Identification and Functional Studies of Regulatory Variants Responsible for the Association of NRG3 with a Delusion Phenotype in Schizophrenia

Abstract

We previously reported a genetic linkage for schizophrenia (SZ; nonparametric linkage score of 4.27) at 10q22 in an Ashkenazi Jewish (AJ) population. In follow-up fine-mapping, we found strong evidence for an association between 3 intronic single nucleotide variants (SNVs) in the 5′ end of neuregulin 3 (NRG3) and the delusion factor score of our phenotypic principal component analysis. Two independent groups replicated these findings, indicating that variants in NRG3 confer a risk for a delusion-rich SZ subtype. To identify the causative variants, we sequenced the 162-kb linkage disequilibrium block covering the NRG3 5′ end in 47 AJ SZ patients at the extremes of the delusion factor quantitative trait distribution. Among the identified variants, we found 5 noncoding SNVs which were present on the high delusion factor haplotype and significantly overrepresented in high delusion factor subjects.

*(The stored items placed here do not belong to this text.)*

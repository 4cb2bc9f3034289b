//! Background analysis: decode, analyze and match off the caller's thread.
//!
//! Jobs run on the rayon pool. Every submission bumps a generation counter;
//! a job checks it between stages and bails out once superseded, and the
//! receiving side drops any outcome that is not from the latest generation.

use std::path::PathBuf;
use std::sync::Arc;
use std::sync::atomic::{AtomicU64, Ordering};
use std::time::{Duration, Instant};

use crossbeam_channel::{Receiver, RecvTimeoutError, Sender};

use super::decode::{self, AudioClip};
use super::tempo::TempoEstimator;
use super::{AnalysisReport, AnalyzeError, analyze_clip};
use crate::library::GrooveStore;
use crate::matcher::{self, GrooveMatch};

/// What to analyze.
#[derive(Debug, Clone)]
pub enum AnalysisSource {
    /// An audio file, decoded on the worker.
    File(PathBuf),
    /// Samples the caller already has.
    Clip(AudioClip),
}

/// A finished job: the report plus the ranked library matches.
#[derive(Debug)]
pub struct AnalysisOutcome {
    pub generation: u64,
    pub result: Result<(AnalysisReport, Vec<GrooveMatch>), AnalyzeError>,
}

pub struct AnalysisWorker {
    store: Arc<GrooveStore>,
    estimator: Arc<dyn TempoEstimator>,
    max_matches: Option<usize>,
    generation: Arc<AtomicU64>,
    tx: Sender<AnalysisOutcome>,
    rx: Receiver<AnalysisOutcome>,
}

impl AnalysisWorker {
    pub fn new(
        store: Arc<GrooveStore>,
        estimator: Arc<dyn TempoEstimator>,
        max_matches: Option<usize>,
    ) -> Self {
        let (tx, rx) = crossbeam_channel::unbounded();
        Self {
            store,
            estimator,
            max_matches,
            generation: Arc::new(AtomicU64::new(0)),
            tx,
            rx,
        }
    }

    /// Generation of the most recent submission (or cancellation).
    pub fn generation(&self) -> u64 {
        self.generation.load(Ordering::SeqCst)
    }

    /// Queue a job, superseding any job still in flight. Returns its generation.
    pub fn submit(&self, source: AnalysisSource) -> u64 {
        let generation = self.generation.fetch_add(1, Ordering::SeqCst) + 1;
        let current = Arc::clone(&self.generation);
        let store = Arc::clone(&self.store);
        let estimator = Arc::clone(&self.estimator);
        let max_matches = self.max_matches;
        let tx = self.tx.clone();

        rayon::spawn(move || {
            let is_current = || current.load(Ordering::SeqCst) == generation;
            let result = run_job(source, &store, estimator.as_ref(), max_matches, &is_current);

            if !is_current() {
                log::debug!("Discarding stale analysis (generation {})", generation);
                return;
            }
            // The receiver lives as long as the worker; a send error means it is gone.
            let _ = tx.send(AnalysisOutcome { generation, result });
        });

        generation
    }

    /// Invalidate whatever is in flight.
    pub fn cancel(&self) {
        self.generation.fetch_add(1, Ordering::SeqCst);
    }

    /// Latest-generation outcome if one is ready.
    pub fn try_recv(&self) -> Option<AnalysisOutcome> {
        while let Ok(outcome) = self.rx.try_recv() {
            if self.is_current(&outcome) {
                return Some(outcome);
            }
        }
        None
    }

    /// Wait up to `timeout` for a latest-generation outcome.
    pub fn recv_timeout(&self, timeout: Duration) -> Option<AnalysisOutcome> {
        let deadline = Instant::now() + timeout;
        loop {
            match self.rx.recv_deadline(deadline) {
                Ok(outcome) if self.is_current(&outcome) => return Some(outcome),
                Ok(_) => continue,
                Err(RecvTimeoutError::Timeout | RecvTimeoutError::Disconnected) => return None,
            }
        }
    }

    fn is_current(&self, outcome: &AnalysisOutcome) -> bool {
        let current = self.generation();
        if outcome.generation != current {
            log::debug!(
                "Dropping analysis result from generation {} (now {})",
                outcome.generation,
                current
            );
            return false;
        }
        true
    }
}

fn run_job(
    source: AnalysisSource,
    store: &GrooveStore,
    estimator: &dyn TempoEstimator,
    max_matches: Option<usize>,
    is_current: &dyn Fn() -> bool,
) -> Result<(AnalysisReport, Vec<GrooveMatch>), AnalyzeError> {
    let clip = match source {
        AnalysisSource::File(path) => decode::load_audio(&path)?,
        AnalysisSource::Clip(clip) => clip,
    };
    if !is_current() {
        return Err(AnalyzeError::Cancelled);
    }

    let report = analyze_clip(&clip, estimator)?;
    if !is_current() {
        return Err(AnalyzeError::Cancelled);
    }

    let matches = matcher::find_matches(store, &report.pattern, max_matches);
    if !is_current() {
        return Err(AnalyzeError::Cancelled);
    }

    Ok((report, matches))
}
impl Scheduler {
    pub fn new(sample_rate: f64) -> Self {
        Self {
            clock: Clock {
                sample_rate,
                ..Clock::default()
            },
            looping: true,
            playing: Playing::Stopped,
            cursor: None,
            retired: Playing::Stopped,
        }
    }

    pub fn set_sample_rate(&mut self, sample_rate: f64) {
        self.clock.sample_rate = sample_rate;
    }

    pub fn set_looping(&mut self, looping: bool) {
        self.looping = looping;
    }

    /// Run the internal clock at `bpm`, ignoring the host.
    pub fn set_preview_bpm(&mut self, bpm: f64) {
        if bpm > 0.0 {
            self.clock.internal_bpm = bpm;
        }
        self.clock.preview = true;
    }

    /// Follow the host transport whenever it is playing.
    pub fn use_host_timing(&mut self) {
        self.clock.preview = false;
    }

    pub fn effective_bpm(&self, transport: &TransportInfo) -> f64 {
        self.clock.effective_bpm(transport)
    }

    /// Rewind to local beat 0; the next block re-captures the origin.
    pub fn reset_position(&mut self) {
        self.cursor = None;
    }

    /// Local position reached by the last block, if playing has begun.
    pub fn position(&self) -> Option<f64> {
        match self.playing {
            Playing::Stopped => None,
            _ => self.cursor.map(|c| c.position),
        }
    }

    pub fn playing(&self) -> &Playing {
        &self.playing
    }

    pub fn is_playing_groove(&self) -> bool {
        matches!(self.playing, Playing::Groove(_))
    }

    pub fn is_playing_composition(&self) -> bool {
        matches!(self.playing, Playing::Composition(_))
    }

    /// Start playing a parsed groove from its beginning, replacing anything playing.
    ///
    /// An unparsed groove stops playback instead and returns false.
    pub fn start_groove(&mut self, groove: Arc<Groove>) -> bool {
        if !groove.is_parsed {
            log::warn!("Groove '{}' is not loaded, stopping playback", groove.name);
            self.stop();
            return false;
        }
        log::debug!("Playing groove '{}'", groove.name);
        self.playing = Playing::Groove(groove);
        self.cursor = None;
        true
    }

    /// Start playing a composition from its beginning, replacing anything playing.
    pub fn start_composition(&mut self, composition: &Composition) -> bool {
        debug_assert!(!composition.is_empty(), "starting an empty composition");
        if composition.is_empty() {
            return false;
        }
        log::debug!(
            "Playing composition ({} items, {} beats)",
            composition.len(),
            composition.total_length_in_beats()
        );
        self.playing = Playing::Composition(composition.clone());
        self.cursor = None;
        true
    }

    /// Swap in an edited composition without moving the play position.
    ///
    /// When looping, a position past the new end is folded back into the
    /// loop. An empty composition stops playback.
    pub fn update_composition(&mut self, composition: &Composition) {
        if !self.is_playing_composition() {
            return;
        }
        if composition.is_empty() {
            self.stop();
            return;
        }
        let length = composition.total_length_in_beats();
        let looping = self.looping;
        if let Some(cursor) = self.cursor.as_mut().filter(|_| looping) {
            let shift = loop_shift(cursor.position, length);
            cursor.position -= shift;
            cursor.origin += shift;
        }
        self.playing = Playing::Composition(composition.clone());
    }

    pub fn stop_groove(&mut self) {
        if self.is_playing_groove() {
            self.stop();
        }
    }

    pub fn stop_composition(&mut self) {
        if self.is_playing_composition() {
            self.stop();
        }
    }

    pub fn stop(&mut self) {
        if !matches!(self.playing, Playing::Stopped) {
            log::debug!("Playback stopped");
        }
        self.playing = Playing::Stopped;
        self.cursor = None;
    }

    /// Stop from the block path. The finished material is parked rather than
    /// dropped; `take_retired` hands it to the control side.
    fn finish(&mut self) {
        self.retired = std::mem::take(&mut self.playing);
        self.cursor = None;
    }

    /// Whatever the block path last stopped playing, if not yet collected.
    pub fn take_retired(&mut self) -> Playing {
        std::mem::take(&mut self.retired)
    }

    /// Advance one audio block and append the events that fall inside it to `out`.
    ///
    /// Events come out in source order. Reserve capacity in `out` up front
    /// to keep this call allocation-free.
    pub fn process_block(&mut self, transport: &TransportInfo, out: &mut Vec<NoteEvent>) {
        let length = match &self.playing {
            Playing::Stopped => return,
            Playing::Groove(groove) => groove.length_in_beats,
            Playing::Composition(comp) => comp.total_length_in_beats(),
        };
        if length <= 0.0 {
            self.finish();
            return;
        }

        let Some(mut window) = self.advance(transport, length) else {
            return;
        };

        if window.start > length {
            if !self.looping {
                self.finish();
                return;
            }
            let shift = loop_shift(window.start, length);
            window.start -= shift;
            window.end -= shift;
            if let Some(cursor) = self.cursor.as_mut() {
                cursor.origin += shift;
            }
        }

        if window.end >= length && !self.looping {
            window.end = length;
            self.emit(&window, out);
            log::debug!("Reached end at beat {}, stopping", length);
            self.finish();
            return;
        }
        if window.end > length {
            let shift = loop_shift(window.end, length);
            window.end -= shift;
            window.wrapped = true;
            if let Some(cursor) = self.cursor.as_mut() {
                cursor.origin += shift;
            }
        }

        self.emit(&window, out);
        if let Some(cursor) = self.cursor.as_mut() {
            cursor.position = window.end;
        }
    }

    /// Move the cursor forward by one block and return the unwrapped window.
    fn advance(&mut self, transport: &TransportInfo, length: f64) -> Option<Window> {
        let source = self.clock.source(transport);
        let beats = self.clock.block_beats(transport);
        let host_start = transport.host_position_beats;

        let (cursor, include_start) = match self.cursor {
            None => {
                let origin = if source == ClockSource::Host { host_start } else { 0.0 };
                (Cursor { origin, position: 0.0, source }, true)
            }
            Some(mut c) => {
                if c.source != source {
                    // Keep the local position continuous across a clock switch.
                    c.origin = host_start - c.position;
                    c.source = source;
                }
                (c, false)
            }
        };

        let end = match source {
            ClockSource::Internal => cursor.position + beats,
            ClockSource::Host => {
                let local_start = host_start - cursor.origin;
                if local_start < cursor.position - HOST_SEEK_TOLERANCE {
                    // The host jumped backwards: carry on from where we were.
                    self.cursor = Some(Cursor { origin: host_start - cursor.position, ..cursor });
                    return Some(Window {
                        start: cursor.position,
                        end: cursor.position + beats,
                        include_start,
                        wrapped: false,
                    });
                }
                if local_start > cursor.position + HOST_SEEK_TOLERANCE && local_start.is_finite() {
                    // The host jumped ahead: pick up at its new position.
                    log::debug!("Host seek from beat {} to {}", cursor.position, local_start);
                    self.cursor = Some(Cursor { position: local_start, ..cursor });
                    return Some(Window {
                        start: local_start,
                        end: local_start + beats,
                        include_start: true,
                        wrapped: false,
                    });
                }
                local_start + beats
            }
        };

        if !(end.is_finite() && length.is_finite()) {
            return None;
        }
        self.cursor = Some(cursor);
        Some(Window {
            start: cursor.position,
            end,
            include_start,
            wrapped: false,
        })
    }

    fn emit(&self, window: &Window, out: &mut Vec<NoteEvent>) {
        match &self.playing {
            Playing::Stopped => {}
            Playing::Groove(groove) => {
                out.extend(
                    groove
                        .events
                        .iter()
                        .filter(|e| window.contains(e.time_in_beats))
                        .map(|e| e.message),
                );
            }
            Playing::Composition(comp) => {
                for item in comp.items() {
                    out.extend(
                        item.groove
                            .events
                            .iter()
                            .filter(|e| e.time_in_beats < item.length_in_beats)
                            .filter(|e| window.contains(item.start_beat + e.time_in_beats))
                            .map(|e| e.message),
                    );
                }
            }
        }
    }
}
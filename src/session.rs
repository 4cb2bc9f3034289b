//! The engine as the outside world drives it.
//!
//! The store, the composition and the scheduler each sit behind their own
//! lock, taken only for the duration of one call. Groove loading and file
//! exports happen before a lock is taken. When two locks are needed the
//! composition is always locked before the scheduler.

use std::path::{Path, PathBuf};
use std::sync::{Arc, Mutex, MutexGuard};
use std::time::Duration;

use crate::analyzer::decode::AudioClip;
use crate::analyzer::tempo::{AutocorrelationEstimator, TempoEstimator};
use crate::analyzer::{AnalysisOutcome, AnalysisSource, AnalysisWorker};
use crate::composer::export::{self, ExportError};
use crate::composer::{BarCount, Composition};
use crate::config::AppConfig;
use crate::library::{GrooveStore, LibraryError, NoteEvent};
use crate::playback::{Scheduler, TransportInfo};

/// Settings a session is created with.
#[derive(Debug, Clone)]
pub struct SessionOptions {
    pub sample_rate: f64,
    pub preview_bpm: f64,
    pub max_matches: Option<usize>,
    pub export_dir: PathBuf,
    pub export_max_age: Duration,
}

impl SessionOptions {
    pub fn from_config(config: &AppConfig) -> Self {
        Self {
            sample_rate: config.sample_rate,
            preview_bpm: config.preview_bpm,
            max_matches: Some(config.max_matches).filter(|&n| n > 0),
            export_dir: config.resolve_export_dir(),
            export_max_age: Duration::from_secs(config.export_max_age_minutes * 60),
        }
    }
}

pub struct Session {
    store: Arc<GrooveStore>,
    composition: Mutex<Composition>,
    scheduler: Mutex<Scheduler>,
    worker: AnalysisWorker,
    export_dir: PathBuf,
}

fn lock<T>(m: &Mutex<T>) -> MutexGuard<'_, T> {
    m.lock().unwrap_or_else(|e| e.into_inner())
}

impl Session {
    pub fn new(store: Arc<GrooveStore>, options: SessionOptions) -> Self {
        Self::with_estimator(store, options, Arc::new(AutocorrelationEstimator))
    }

    pub fn with_estimator(
        store: Arc<GrooveStore>,
        options: SessionOptions,
        estimator: Arc<dyn TempoEstimator>,
    ) -> Self {
        let mut scheduler = Scheduler::new(options.sample_rate);
        scheduler.set_preview_bpm(options.preview_bpm);

        if let Err(e) = export::cleanup_old_exports(&options.export_dir, options.export_max_age) {
            log::warn!("Export cleanup failed in {}: {}", options.export_dir.display(), e);
        }

        Self {
            worker: AnalysisWorker::new(Arc::clone(&store), estimator, options.max_matches),
            store,
            composition: Mutex::new(Composition::new()),
            scheduler: Mutex::new(scheduler),
            export_dir: options.export_dir,
        }
    }

    /// Scheduler lock for control calls. Frees whatever the block path
    /// finished playing since the last control call.
    fn scheduler(&self) -> MutexGuard<'_, Scheduler> {
        let mut scheduler = lock(&self.scheduler);
        scheduler.take_retired();
        scheduler
    }

    pub fn store(&self) -> &Arc<GrooveStore> {
        &self.store
    }

    pub fn export_dir(&self) -> &Path {
        &self.export_dir
    }

    // --- playback ---

    /// Load a groove and start playing it. A groove that cannot be loaded
    /// stops groove playback and returns false.
    pub fn play_groove(&self, category: usize, groove: usize) -> bool {
        match self.store.load(category, groove) {
            Ok(g) => self.scheduler().start_groove(g),
            Err(e) => {
                log::warn!("Cannot play groove {}/{}: {}", category, groove, e);
                self.scheduler().stop_groove();
                false
            }
        }
    }

    pub fn stop_groove(&self) {
        self.scheduler().stop_groove();
    }

    /// Start the composition from its beginning. False when it is empty.
    pub fn play_composition(&self) -> bool {
        let composition = lock(&self.composition);
        if composition.is_empty() {
            log::warn!("Composition is empty, nothing to play");
            return false;
        }
        self.scheduler().start_composition(&composition)
    }

    pub fn stop_composition(&self) {
        self.scheduler().stop_composition();
    }

    pub fn stop(&self) {
        self.scheduler().stop();
    }

    pub fn is_playing_groove(&self) -> bool {
        self.scheduler().is_playing_groove()
    }

    pub fn is_playing_composition(&self) -> bool {
        self.scheduler().is_playing_composition()
    }

    pub fn set_looping(&self, looping: bool) {
        self.scheduler().set_looping(looping);
    }

    pub fn set_sample_rate(&self, sample_rate: f64) {
        self.scheduler().set_sample_rate(sample_rate);
    }

    pub fn set_preview_bpm(&self, bpm: f64) {
        self.scheduler().set_preview_bpm(bpm);
    }

    pub fn use_host_timing(&self) {
        self.scheduler().use_host_timing();
    }

    pub fn reset_position(&self) {
        self.scheduler().reset_position();
    }

    pub fn effective_bpm(&self, transport: &TransportInfo) -> f64 {
        self.scheduler().effective_bpm(transport)
    }

    pub fn position(&self) -> Option<f64> {
        self.scheduler().position()
    }

    /// Block callback: append this block's events to `out`.
    pub fn process_block(&self, transport: &TransportInfo, out: &mut Vec<NoteEvent>) {
        lock(&self.scheduler).process_block(transport, out);
    }

    // --- composition ---

    /// Load a groove and add it to the end of the composition.
    pub fn append(&self, category: usize, groove: usize, bars: BarCount) -> Result<usize, LibraryError> {
        let g = self.store.load(category, groove)?;
        let mut composition = lock(&self.composition);
        let name = g.name.clone();
        let index = composition
            .append(category, groove, g, bars)
            .ok_or(LibraryError::NotLoaded(name))?;
        self.scheduler().update_composition(&composition);
        Ok(index)
    }

    pub fn remove(&self, index: usize) -> bool {
        let mut composition = lock(&self.composition);
        let removed = composition.remove(index).is_some();
        self.scheduler().update_composition(&composition);
        removed
    }

    pub fn move_item(&self, from: usize, to: usize) -> bool {
        let mut composition = lock(&self.composition);
        let moved = composition.move_item(from, to);
        self.scheduler().update_composition(&composition);
        moved
    }

    /// Empty the composition and stop playing it.
    pub fn clear(&self) {
        let mut composition = lock(&self.composition);
        composition.clear();
        self.scheduler().stop_composition();
    }

    /// Snapshot of the current composition.
    pub fn composition(&self) -> Composition {
        lock(&self.composition).clone()
    }

    pub fn total_length_in_beats(&self) -> f64 {
        lock(&self.composition).total_length_in_beats()
    }

    // --- exports ---

    pub fn export_groove(&self, category: usize, groove: usize) -> Result<PathBuf, ExportError> {
        let g = self
            .store
            .groove(category, groove)
            .ok_or(LibraryError::InvalidIndex { category, groove })?;
        export::export_groove(&g, &self.export_dir)
    }

    pub fn export_composition(&self) -> Result<PathBuf, ExportError> {
        let snapshot = self.composition();
        export::export_composition(&snapshot, &self.export_dir)
    }

    pub fn cleanup_exports(&self, max_age: Duration) -> Result<usize, ExportError> {
        export::cleanup_old_exports(&self.export_dir, max_age)
    }

    // --- analysis ---

    /// Analyze an audio file in the background, superseding any analysis in flight.
    pub fn analyze_file(&self, path: &Path) -> u64 {
        self.worker.submit(AnalysisSource::File(path.to_path_buf()))
    }

    pub fn analyze_clip(&self, clip: AudioClip) -> u64 {
        self.worker.submit(AnalysisSource::Clip(clip))
    }

    pub fn cancel_analysis(&self) {
        self.worker.cancel();
    }

    /// The latest analysis result, if it has arrived.
    pub fn poll_analysis(&self) -> Option<AnalysisOutcome> {
        self.worker.try_recv()
    }

    pub fn wait_analysis(&self, timeout: Duration) -> Option<AnalysisOutcome> {
        self.worker.recv_timeout(timeout)
    }
}
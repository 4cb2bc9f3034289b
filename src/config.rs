use std::path::{Path, PathBuf};

use directories::ProjectDirs;
use serde::Deserialize;

/// Application configuration loaded from TOML config file.
/// All fields have defaults; the config file is optional.
#[derive(Debug, Deserialize)]
#[serde(default)]
pub struct AppConfig {
    /// Groove library root (category subdirectories of MIDI files).
    pub grooves_dir: Option<PathBuf>,
    /// Where exported grooves and compositions are written.
    pub export_dir: Option<PathBuf>,
    /// Matches shown after an analysis. 0 = all.
    pub max_matches: usize,
    /// Internal clock tempo for previews.
    pub preview_bpm: f64,
    /// Sample rate used for offline previews.
    pub sample_rate: f64,
    /// Samples per block for offline previews.
    pub block_size: usize,
    /// Exports older than this are removed when a session starts.
    pub export_max_age_minutes: u64,
    /// Number of parallel workers. 0 = auto-detect (cores / 2, min 1).
    pub workers: usize,
}

impl Default for AppConfig {
    fn default() -> Self {
        Self {
            grooves_dir: None,
            export_dir: None,
            max_matches: 15,
            preview_bpm: 120.0,
            sample_rate: 44_100.0,
            block_size: 512,
            export_max_age_minutes: 60,
            workers: 0,
        }
    }
}

impl AppConfig {
    /// Load config from `~/.config/bandmate/config.toml`.
    /// Returns default config if file doesn't exist.
    /// Logs a warning if the file exists but can't be parsed.
    pub fn load() -> Self {
        match Self::config_path() {
            Some(path) if path.exists() => Self::load_from(&path),
            _ => {
                log::debug!("No config file found, using defaults");
                Self::default()
            }
        }
    }

    /// Load config from a specific file, falling back to defaults on error.
    pub fn load_from(path: &Path) -> Self {
        match std::fs::read_to_string(path) {
            Ok(contents) => match toml::from_str::<AppConfig>(&contents) {
                Ok(config) => {
                    log::info!("Loaded config from {}", path.display());
                    config
                }
                Err(e) => {
                    log::warn!("Failed to parse {}: {}. Using defaults.", path.display(), e);
                    Self::default()
                }
            },
            Err(e) => {
                log::warn!("Failed to read {}: {}. Using defaults.", path.display(), e);
                Self::default()
            }
        }
    }

    /// Resolve worker count: 0 → auto-detect (cores / 2, min 1).
    pub fn resolve_workers(&self) -> usize {
        if self.workers > 0 {
            self.workers
        } else {
            let cores = std::thread::available_parallelism()
                .map(|n| n.get())
                .unwrap_or(2);
            (cores / 2).max(1)
        }
    }

    /// Groove library root: configured path, else the first default location
    /// that exists and has at least one subdirectory.
    pub fn resolve_grooves_dir(&self) -> Option<PathBuf> {
        if let Some(dir) = &self.grooves_dir {
            return Some(dir.clone());
        }
        default_grooves_candidates()
            .into_iter()
            .find(|dir| has_subdirectory(dir))
    }

    /// Export directory: configured path, else the XDG data dir, else the temp dir.
    pub fn resolve_export_dir(&self) -> PathBuf {
        if let Some(dir) = &self.export_dir {
            return dir.clone();
        }
        ProjectDirs::from("", "", crate::APP_NAME)
            .map(|dirs| dirs.data_dir().join("exports"))
            .unwrap_or_else(|| std::env::temp_dir().join(format!("{}_exports", crate::APP_NAME)))
    }

    /// Get the config file path.
    fn config_path() -> Option<PathBuf> {
        ProjectDirs::from("", "", crate::APP_NAME)
            .map(|dirs| dirs.config_dir().join("config.toml"))
    }
}

fn default_grooves_candidates() -> Vec<PathBuf> {
    let mut candidates = Vec::new();
    if let Some(dirs) = ProjectDirs::from("", "", crate::APP_NAME) {
        candidates.push(dirs.data_dir().join("Grooves"));
    }
    candidates.push(PathBuf::from("Grooves"));
    if let Some(exe_dir) = std::env::current_exe()
        .ok()
        .and_then(|p| p.parent().map(Path::to_path_buf))
    {
        candidates.push(exe_dir.join("Grooves"));
    }
    candidates
}

fn has_subdirectory(dir: &Path) -> bool {
    std::fs::read_dir(dir)
        .map(|entries| entries.filter_map(|e| e.ok()).any(|e| e.path().is_dir()))
        .unwrap_or(false)
}

#[cfg(test)]
mod tests {
    use super::*;
    use crate::test_support::TempDir;

    #[test]
    fn test_defaults() {
        let config = AppConfig::default();
        assert_eq!(config.max_matches, 15);
        assert_eq!(config.preview_bpm, 120.0);
        assert_eq!(config.block_size, 512);
        assert_eq!(config.export_max_age_minutes, 60);
        assert!(config.resolve_workers() >= 1);
    }

    #[test]
    fn test_partial_file_keeps_defaults() {
        let dir = TempDir::new("config_partial");
        let path = dir.path().join("config.toml");
        std::fs::write(&path, "preview_bpm = 95.0\ngrooves_dir = \"/srv/grooves\"\n").unwrap();

        let config = AppConfig::load_from(&path);
        assert_eq!(config.preview_bpm, 95.0);
        assert_eq!(config.grooves_dir, Some(PathBuf::from("/srv/grooves")));
        assert_eq!(config.max_matches, 15);
        assert_eq!(config.resolve_grooves_dir(), Some(PathBuf::from("/srv/grooves")));
    }

    #[test]
    fn test_bad_file_falls_back() {
        let dir = TempDir::new("config_bad");
        let path = dir.path().join("config.toml");
        std::fs::write(&path, "max_matches = \"lots\"").unwrap();
        assert_eq!(AppConfig::load_from(&path).max_matches, 15);
    }

    #[test]
    fn test_export_dir_override() {
        let config = AppConfig {
            export_dir: Some(PathBuf::from("/tmp/out")),
            ..AppConfig::default()
        };
        assert_eq!(config.resolve_export_dir(), PathBuf::from("/tmp/out"));
    }

    #[test]
    fn test_has_subdirectory() {
        let dir = TempDir::new("config_subdir");
        assert!(!has_subdirectory(dir.path()));
        std::fs::create_dir(dir.path().join("Rock")).unwrap();
        assert!(has_subdirectory(dir.path()));
        assert!(!has_subdirectory(&dir.path().join("missing")));
    }
}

We tested these for regulatory effects and found that risk alleles of rs10883866 and rs60827755 decreased and increased, respectively, the expression of a reporter gene as compared to the reference allele. In postmortem brain mRNA quantification experiments, we found the same variants also perturb the relative expression of alternative NRG3 isoforms. In summary, we have identified regulatory SNVs contributing to the association of NRG3 with delusion symptoms in SZ.